TUNEL protocol for apoptosis. TUNEL assays were performed by using a commercially available kit (ApopTag® Plus in situ Apoptosis Detection Kit, Catalogue Number: S7101, Millipore, USA). Tissue sections (5 μm) from paraffin blocks prepared from tumor tissues were collected onto positively charged slides and incubated overnight at 37°C. Sections were deparaffinized with xylene, digested with proteinase K (20 μg/ml, 15 min), endogen peroxidase was quenched and slides were incubated with equilibration buffer. TdT enzyme was applied for 1 h at 37°C. Anti-digoxigenine-peroxidase was applied for 30 min at room temperature and for color development sections were marked with DAB chromogen. Methyl green was used for counterstaining. For negative controls, distilled water was used instead of TdT (13).

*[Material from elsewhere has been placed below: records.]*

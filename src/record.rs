use std::collections::HashSet;
use std::fmt;
use std::fs;
use std::path::Path;

use anyhow::{Context, Result};
use log::{debug, warn};

/// 一条标签向量记录，对应记录文件中的一行
#[derive(Debug, Clone, PartialEq)]
pub struct VectorRecord {
    /// 标签名，同一风格内作为查找键
    pub label: String,
    /// 识别服务给出的相关度评分
    pub relevance_score: f64,
    /// 该标签在图片中出现的次数
    pub instance_count: u32,
    /// 标签文本的语义向量
    pub vector: Vec<f64>,
}

impl VectorRecord {
    pub fn dim(&self) -> usize {
        self.vector.len()
    }
}

/// 跳过某一行的原因
#[derive(Debug, Clone, Copy, PartialEq, Eq, Hash, PartialOrd, Ord)]
pub enum SkipReason {
    Empty,
    NoColon,
    MissingFields,
    BadScore,
    BadInstanceCount,
    BadVector,
}

impl fmt::Display for SkipReason {
    fn fmt(&self, f: &mut fmt::Formatter<'_>) -> fmt::Result {
        let s = match self {
            Self::Empty => "empty",
            Self::NoColon => "no-colon",
            Self::MissingFields => "missing-fields",
            Self::BadScore => "bad-score",
            Self::BadInstanceCount => "bad-instance-count",
            Self::BadVector => "bad-vector",
        };
        f.write_str(s)
    }
}

#[derive(Debug, Clone, Copy, PartialEq, Eq)]
pub struct SkippedLine {
    /// 从 1 开始的行号
    pub line: usize,
    pub reason: SkipReason,
}

/// 解析结果：按输入顺序排列的记录，以及被跳过的行
#[derive(Debug, Clone, Default, PartialEq)]
pub struct ParsedRecords {
    pub records: Vec<VectorRecord>,
    pub skipped: Vec<SkippedLine>,
}

impl ParsedRecords {
    pub fn len(&self) -> usize {
        self.records.len()
    }

    pub fn is_empty(&self) -> bool {
        self.records.is_empty()
    }

    /// 各跳过原因的出现次数，按原因排序
    pub fn skip_counts(&self) -> Vec<(SkipReason, usize)> {
        let mut counts: Vec<(SkipReason, usize)> = vec![];
        let mut reasons: Vec<SkipReason> = self.skipped.iter().map(|s| s.reason).collect();
        reasons.sort();
        for reason in reasons {
            match counts.last_mut() {
                Some((r, n)) if *r == reason => *n += 1,
                _ => counts.push((reason, 1)),
            }
        }
        counts
    }
}

/// 解析一行 `label:score:instanceCount:[v1, v2, ...]`
///
/// 只按前三个冒号切分，向量字面量为第三个冒号之后的全部内容
pub fn parse_line(line: &str) -> Result<VectorRecord, SkipReason> {
    let line = line.trim();
    if line.is_empty() {
        return Err(SkipReason::Empty);
    }
    if !line.contains(':') {
        return Err(SkipReason::NoColon);
    }

    let mut fields = line.splitn(4, ':');
    let (Some(label), Some(score), Some(inst), Some(vector)) =
        (fields.next(), fields.next(), fields.next(), fields.next())
    else {
        return Err(SkipReason::MissingFields);
    };

    let relevance_score = score.trim().parse::<f64>().map_err(|_| SkipReason::BadScore)?;
    let instance_count = inst.trim().parse::<u32>().map_err(|_| SkipReason::BadInstanceCount)?;
    let vector = parse_vector_literal(vector).ok_or(SkipReason::BadVector)?;

    Ok(VectorRecord { label: label.to_string(), relevance_score, instance_count, vector })
}

/// 解析形如 `[0.1, -2e-3, 4]` 的向量字面量，允许末尾多一个逗号
///
/// 空向量和非有限值（nan、inf）视为解析失败
pub fn parse_vector_literal(s: &str) -> Option<Vec<f64>> {
    let inner = s.trim().strip_prefix('[')?.strip_suffix(']')?;
    let inner = inner.trim();
    let inner = inner.strip_suffix(',').unwrap_or(inner);

    let mut v = vec![];
    for item in inner.split(',') {
        let x = item.trim().parse::<f64>().ok()?;
        if !x.is_finite() {
            return None;
        }
        v.push(x);
    }
    (!v.is_empty()).then_some(v)
}

/// 逐行解析记录，格式错误的行被跳过
pub fn parse_lines<I, S>(lines: I) -> ParsedRecords
where
    I: IntoIterator<Item = S>,
    S: AsRef<str>,
{
    let mut parsed = ParsedRecords::default();
    let mut seen = HashSet::new();

    for (i, line) in lines.into_iter().enumerate() {
        match parse_line(line.as_ref()) {
            Ok(record) => {
                if !seen.insert(record.label.clone()) {
                    warn!("第 {} 行：重复的标签 {}，按标签查找时以最后一次出现为准", i + 1, record.label);
                }
                parsed.records.push(record);
            }
            Err(reason) => {
                if reason != SkipReason::Empty {
                    debug!("跳过第 {} 行：{}", i + 1, reason);
                }
                parsed.skipped.push(SkippedLine { line: i + 1, reason });
            }
        }
    }

    parsed
}

pub fn parse_str(s: &str) -> ParsedRecords {
    parse_lines(s.lines())
}

/// 一次性读取整个记录文件并解析
pub fn parse_file(path: impl AsRef<Path>) -> Result<ParsedRecords> {
    let path = path.as_ref();
    let text = fs::read_to_string(path)
        .with_context(|| format!("无法读取记录文件: {}", path.display()))?;
    Ok(parse_str(&text))
}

Luminex protocol for survival markers. Tumour tissues were stored in −80°C till used. To prepare lysates, tissue samples were extracted in protein inhibitors (1 mM phenylmethylsulfonyl fluoride and phosphatase inhibitor 1 and 2 cocktail), and protein concentrations were determined using BCA Protein Assay Kit. With BioSource and Luminex Bio-Plex Systems (Invitrogen, Akt Phospho 7-Plex Panel, catalog no: LHO0001, CA, USA) levels of phosphorylated Akt, GSK-3β, IGF-1R, IR, IRS-1, p70S6K, PRAS40 were determined.

Proliferation and apoptotic index, Hscore and statistical analyzes. After IHC and TUNEL techniques slides were investigated under light microscopy (Leica DM4000 B Microscope, Leica). At 40× magnification, positively reactive cells were determined. For every slide areas (5-10) containing 800-1,000 cells were counted. For cells that reacted positively to antibody, Hscore, proliferation index and apoptotic index were performed (10, 13, 14). One-way ANOVA test were performed using the SPSS software to obtained results, values p<0.05 were accepted as statistically significant. Luminex data were analyzed according to Salphati et al. 2010 (15).

Results

When tumor volumes were evaluated complex-3 mg/kg group had the lowest values (p<0.001). Tumor volumes (mm3) were 5340.56±1375.28 in control, 3587.65±758.62 in complex-2 mg/kg, 1,609.48±241.85 in complex-3 mg/kg, 2,483.73±251.99 in cisplatin, 2,163.55±309.25 in paclitaxel group. Only an animal death was observed in the complex-3 mg/kg group while administering 2nd dose. No other deaths were recorded until the end of study. But in animals receiving 3 mg/kg complex after 2nd injection, temporary paraplegia, sensitivity to sound, trembles were observed, these findings disappeared in 12-14 h (12).

Figure 1.
Figure 1.

Comparison of immunohistochemistry and TUNEL assay data. A: Proliferating cell nuclear antigen (PCNA), B: P53, C: Bax, D: active caspase 3 (AC3), E: TUNEL, F: Bcl-2. *p<0.05, ***p<0.001, versus control group. +p<0.05, +++p<0.001, versus cisplatin group.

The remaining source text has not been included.